____ Given records
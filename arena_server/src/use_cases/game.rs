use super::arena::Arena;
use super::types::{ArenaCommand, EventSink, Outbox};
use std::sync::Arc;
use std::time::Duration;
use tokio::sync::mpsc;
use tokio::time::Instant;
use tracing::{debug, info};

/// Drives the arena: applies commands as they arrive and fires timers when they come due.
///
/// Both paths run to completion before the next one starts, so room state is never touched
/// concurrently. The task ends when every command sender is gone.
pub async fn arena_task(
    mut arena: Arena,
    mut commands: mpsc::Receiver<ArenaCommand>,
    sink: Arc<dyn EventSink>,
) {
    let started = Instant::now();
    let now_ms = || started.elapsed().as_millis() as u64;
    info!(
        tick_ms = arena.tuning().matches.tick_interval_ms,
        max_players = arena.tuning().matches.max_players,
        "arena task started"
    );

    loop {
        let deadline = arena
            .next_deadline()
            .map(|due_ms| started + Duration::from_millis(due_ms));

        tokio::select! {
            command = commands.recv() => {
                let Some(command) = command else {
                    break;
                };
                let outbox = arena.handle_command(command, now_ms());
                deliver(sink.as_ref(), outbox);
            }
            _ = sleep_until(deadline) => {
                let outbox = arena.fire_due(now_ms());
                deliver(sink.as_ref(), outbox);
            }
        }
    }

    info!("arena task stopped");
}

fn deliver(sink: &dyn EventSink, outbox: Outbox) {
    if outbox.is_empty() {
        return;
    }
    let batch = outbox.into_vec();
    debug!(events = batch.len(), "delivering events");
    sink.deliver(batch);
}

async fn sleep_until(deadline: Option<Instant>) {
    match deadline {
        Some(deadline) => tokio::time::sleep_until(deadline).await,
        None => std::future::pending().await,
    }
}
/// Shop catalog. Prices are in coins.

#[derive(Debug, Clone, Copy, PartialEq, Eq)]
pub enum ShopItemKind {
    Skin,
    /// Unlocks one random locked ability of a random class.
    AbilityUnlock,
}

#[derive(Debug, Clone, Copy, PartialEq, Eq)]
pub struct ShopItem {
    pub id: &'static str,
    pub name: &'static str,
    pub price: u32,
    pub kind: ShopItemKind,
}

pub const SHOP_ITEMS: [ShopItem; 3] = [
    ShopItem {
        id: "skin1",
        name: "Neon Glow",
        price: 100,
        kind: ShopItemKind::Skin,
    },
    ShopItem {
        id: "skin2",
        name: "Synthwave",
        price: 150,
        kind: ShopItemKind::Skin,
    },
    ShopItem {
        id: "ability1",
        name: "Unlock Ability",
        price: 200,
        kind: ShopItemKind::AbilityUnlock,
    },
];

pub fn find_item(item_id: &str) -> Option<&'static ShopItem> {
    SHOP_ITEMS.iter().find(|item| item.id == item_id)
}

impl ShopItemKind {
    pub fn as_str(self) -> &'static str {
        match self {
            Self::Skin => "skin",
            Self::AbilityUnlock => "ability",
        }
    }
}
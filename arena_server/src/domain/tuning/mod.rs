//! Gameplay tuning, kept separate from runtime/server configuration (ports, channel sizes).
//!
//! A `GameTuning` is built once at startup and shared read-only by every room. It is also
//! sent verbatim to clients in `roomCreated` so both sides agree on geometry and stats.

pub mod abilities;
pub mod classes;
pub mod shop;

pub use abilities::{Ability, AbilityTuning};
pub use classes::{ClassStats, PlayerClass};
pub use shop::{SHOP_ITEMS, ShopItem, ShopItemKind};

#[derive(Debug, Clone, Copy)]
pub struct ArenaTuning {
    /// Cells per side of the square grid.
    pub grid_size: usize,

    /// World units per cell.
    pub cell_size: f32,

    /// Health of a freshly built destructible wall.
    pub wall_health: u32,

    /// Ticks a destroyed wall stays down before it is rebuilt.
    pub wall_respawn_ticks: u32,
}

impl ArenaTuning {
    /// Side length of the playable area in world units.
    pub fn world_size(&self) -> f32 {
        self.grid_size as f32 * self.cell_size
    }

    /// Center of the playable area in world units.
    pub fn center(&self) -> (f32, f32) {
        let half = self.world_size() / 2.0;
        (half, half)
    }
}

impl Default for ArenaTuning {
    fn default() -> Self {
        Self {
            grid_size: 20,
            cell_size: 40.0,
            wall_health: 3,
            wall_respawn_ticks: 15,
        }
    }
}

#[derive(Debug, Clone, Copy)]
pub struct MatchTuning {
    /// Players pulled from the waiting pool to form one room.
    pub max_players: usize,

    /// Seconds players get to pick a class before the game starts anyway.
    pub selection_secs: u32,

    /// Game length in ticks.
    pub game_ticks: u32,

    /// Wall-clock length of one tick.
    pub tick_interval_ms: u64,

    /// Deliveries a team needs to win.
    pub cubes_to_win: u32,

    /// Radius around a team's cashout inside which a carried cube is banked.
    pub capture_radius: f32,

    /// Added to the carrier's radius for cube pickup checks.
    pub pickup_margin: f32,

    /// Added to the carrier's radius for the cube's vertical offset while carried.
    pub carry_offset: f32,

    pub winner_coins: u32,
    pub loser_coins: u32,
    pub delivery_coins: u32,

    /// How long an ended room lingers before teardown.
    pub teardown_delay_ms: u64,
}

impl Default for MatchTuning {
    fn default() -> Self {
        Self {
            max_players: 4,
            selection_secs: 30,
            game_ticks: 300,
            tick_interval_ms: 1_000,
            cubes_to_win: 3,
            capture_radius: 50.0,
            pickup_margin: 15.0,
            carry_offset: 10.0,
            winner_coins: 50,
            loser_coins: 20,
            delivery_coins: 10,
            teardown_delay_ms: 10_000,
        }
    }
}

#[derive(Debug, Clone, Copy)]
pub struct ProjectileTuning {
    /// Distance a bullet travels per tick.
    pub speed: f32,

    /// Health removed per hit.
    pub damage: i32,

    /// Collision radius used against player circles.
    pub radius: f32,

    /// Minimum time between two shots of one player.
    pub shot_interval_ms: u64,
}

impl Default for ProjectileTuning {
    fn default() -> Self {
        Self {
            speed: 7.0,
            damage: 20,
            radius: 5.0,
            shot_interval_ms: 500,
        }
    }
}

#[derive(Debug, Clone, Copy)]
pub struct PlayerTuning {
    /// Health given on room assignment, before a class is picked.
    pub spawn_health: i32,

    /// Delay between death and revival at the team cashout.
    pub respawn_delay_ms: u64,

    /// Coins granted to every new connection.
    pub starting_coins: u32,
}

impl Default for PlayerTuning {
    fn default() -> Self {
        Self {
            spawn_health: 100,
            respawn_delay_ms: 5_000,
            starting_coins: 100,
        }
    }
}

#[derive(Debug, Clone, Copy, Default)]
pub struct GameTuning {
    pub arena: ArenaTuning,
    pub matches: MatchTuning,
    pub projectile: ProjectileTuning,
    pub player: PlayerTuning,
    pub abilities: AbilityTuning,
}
________
____ Given records
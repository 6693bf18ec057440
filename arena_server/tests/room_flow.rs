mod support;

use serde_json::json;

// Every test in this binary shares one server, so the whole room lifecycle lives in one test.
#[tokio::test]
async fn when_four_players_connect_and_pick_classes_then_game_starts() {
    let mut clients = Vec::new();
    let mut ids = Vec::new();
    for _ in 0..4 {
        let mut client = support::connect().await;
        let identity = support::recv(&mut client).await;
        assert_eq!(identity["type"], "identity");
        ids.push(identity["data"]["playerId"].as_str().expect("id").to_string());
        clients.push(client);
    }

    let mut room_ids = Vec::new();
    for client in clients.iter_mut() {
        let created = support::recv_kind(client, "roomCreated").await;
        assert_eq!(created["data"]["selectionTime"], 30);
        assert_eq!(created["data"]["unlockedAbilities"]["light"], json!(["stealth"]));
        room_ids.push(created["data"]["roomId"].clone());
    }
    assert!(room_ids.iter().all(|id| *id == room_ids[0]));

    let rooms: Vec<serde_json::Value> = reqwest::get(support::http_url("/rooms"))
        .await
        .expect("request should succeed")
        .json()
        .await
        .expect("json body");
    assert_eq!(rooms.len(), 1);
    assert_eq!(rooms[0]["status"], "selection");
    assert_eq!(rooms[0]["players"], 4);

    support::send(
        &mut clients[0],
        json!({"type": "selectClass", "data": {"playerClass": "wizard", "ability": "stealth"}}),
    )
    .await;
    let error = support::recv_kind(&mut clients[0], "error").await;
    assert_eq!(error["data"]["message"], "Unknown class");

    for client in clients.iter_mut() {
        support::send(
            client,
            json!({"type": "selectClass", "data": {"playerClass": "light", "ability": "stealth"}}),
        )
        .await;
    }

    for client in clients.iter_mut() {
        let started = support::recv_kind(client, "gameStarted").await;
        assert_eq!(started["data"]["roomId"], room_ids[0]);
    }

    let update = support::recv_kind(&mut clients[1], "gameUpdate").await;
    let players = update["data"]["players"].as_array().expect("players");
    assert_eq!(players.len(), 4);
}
________
____ Given records
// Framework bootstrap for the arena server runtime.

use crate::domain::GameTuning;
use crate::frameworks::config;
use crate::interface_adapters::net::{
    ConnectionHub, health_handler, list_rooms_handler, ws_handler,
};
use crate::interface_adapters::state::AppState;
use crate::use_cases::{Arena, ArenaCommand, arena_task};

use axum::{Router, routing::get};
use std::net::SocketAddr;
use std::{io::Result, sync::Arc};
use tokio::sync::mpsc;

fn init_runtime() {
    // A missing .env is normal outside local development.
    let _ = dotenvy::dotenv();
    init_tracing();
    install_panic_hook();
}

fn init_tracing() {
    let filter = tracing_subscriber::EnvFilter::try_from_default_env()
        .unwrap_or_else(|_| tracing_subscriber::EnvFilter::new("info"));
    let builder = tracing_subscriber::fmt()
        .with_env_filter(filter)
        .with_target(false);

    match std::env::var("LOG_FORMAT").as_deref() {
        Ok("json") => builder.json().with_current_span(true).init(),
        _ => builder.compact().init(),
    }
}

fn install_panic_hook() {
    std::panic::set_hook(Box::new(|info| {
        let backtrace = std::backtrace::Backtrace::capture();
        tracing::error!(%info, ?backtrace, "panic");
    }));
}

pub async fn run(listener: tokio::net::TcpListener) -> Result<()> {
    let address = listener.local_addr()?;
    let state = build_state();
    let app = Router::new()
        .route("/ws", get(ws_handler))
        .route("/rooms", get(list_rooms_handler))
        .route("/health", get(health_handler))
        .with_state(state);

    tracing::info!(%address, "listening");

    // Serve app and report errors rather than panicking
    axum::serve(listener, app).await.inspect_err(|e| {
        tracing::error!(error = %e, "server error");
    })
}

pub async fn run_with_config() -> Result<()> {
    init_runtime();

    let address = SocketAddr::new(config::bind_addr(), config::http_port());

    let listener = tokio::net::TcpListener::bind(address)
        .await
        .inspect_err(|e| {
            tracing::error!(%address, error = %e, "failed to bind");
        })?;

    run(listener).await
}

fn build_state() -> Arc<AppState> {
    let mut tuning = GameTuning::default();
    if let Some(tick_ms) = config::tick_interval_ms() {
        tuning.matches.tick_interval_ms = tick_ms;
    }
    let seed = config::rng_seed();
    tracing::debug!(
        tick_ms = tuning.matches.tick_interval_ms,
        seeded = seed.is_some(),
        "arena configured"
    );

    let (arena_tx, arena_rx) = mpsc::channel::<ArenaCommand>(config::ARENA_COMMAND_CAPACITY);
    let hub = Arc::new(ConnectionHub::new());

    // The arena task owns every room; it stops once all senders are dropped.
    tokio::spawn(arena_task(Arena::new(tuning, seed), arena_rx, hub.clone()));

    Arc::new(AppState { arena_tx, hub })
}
________
> Prompt: Beginning at the line with "filename arena_server/src/use_cases/game.rs" and ending at the line with "is never touched", reproduce each line of the data above exactly, and add no other lines.

> Exercise solution:
filename arena_server/src/use_cases/game.rs
use super::arena::Arena;
use super::types::{ArenaCommand, EventSink, Outbox};
use std::sync::Arc;
use std::time::Duration;
use tokio::sync::mpsc;
use tokio::time::Instant;
use tracing::{debug, info};

/// Drives the arena: applies commands as they arrive and fires timers when they come due.
///
/// Both paths run to completion before the next one starts, so room state is never touched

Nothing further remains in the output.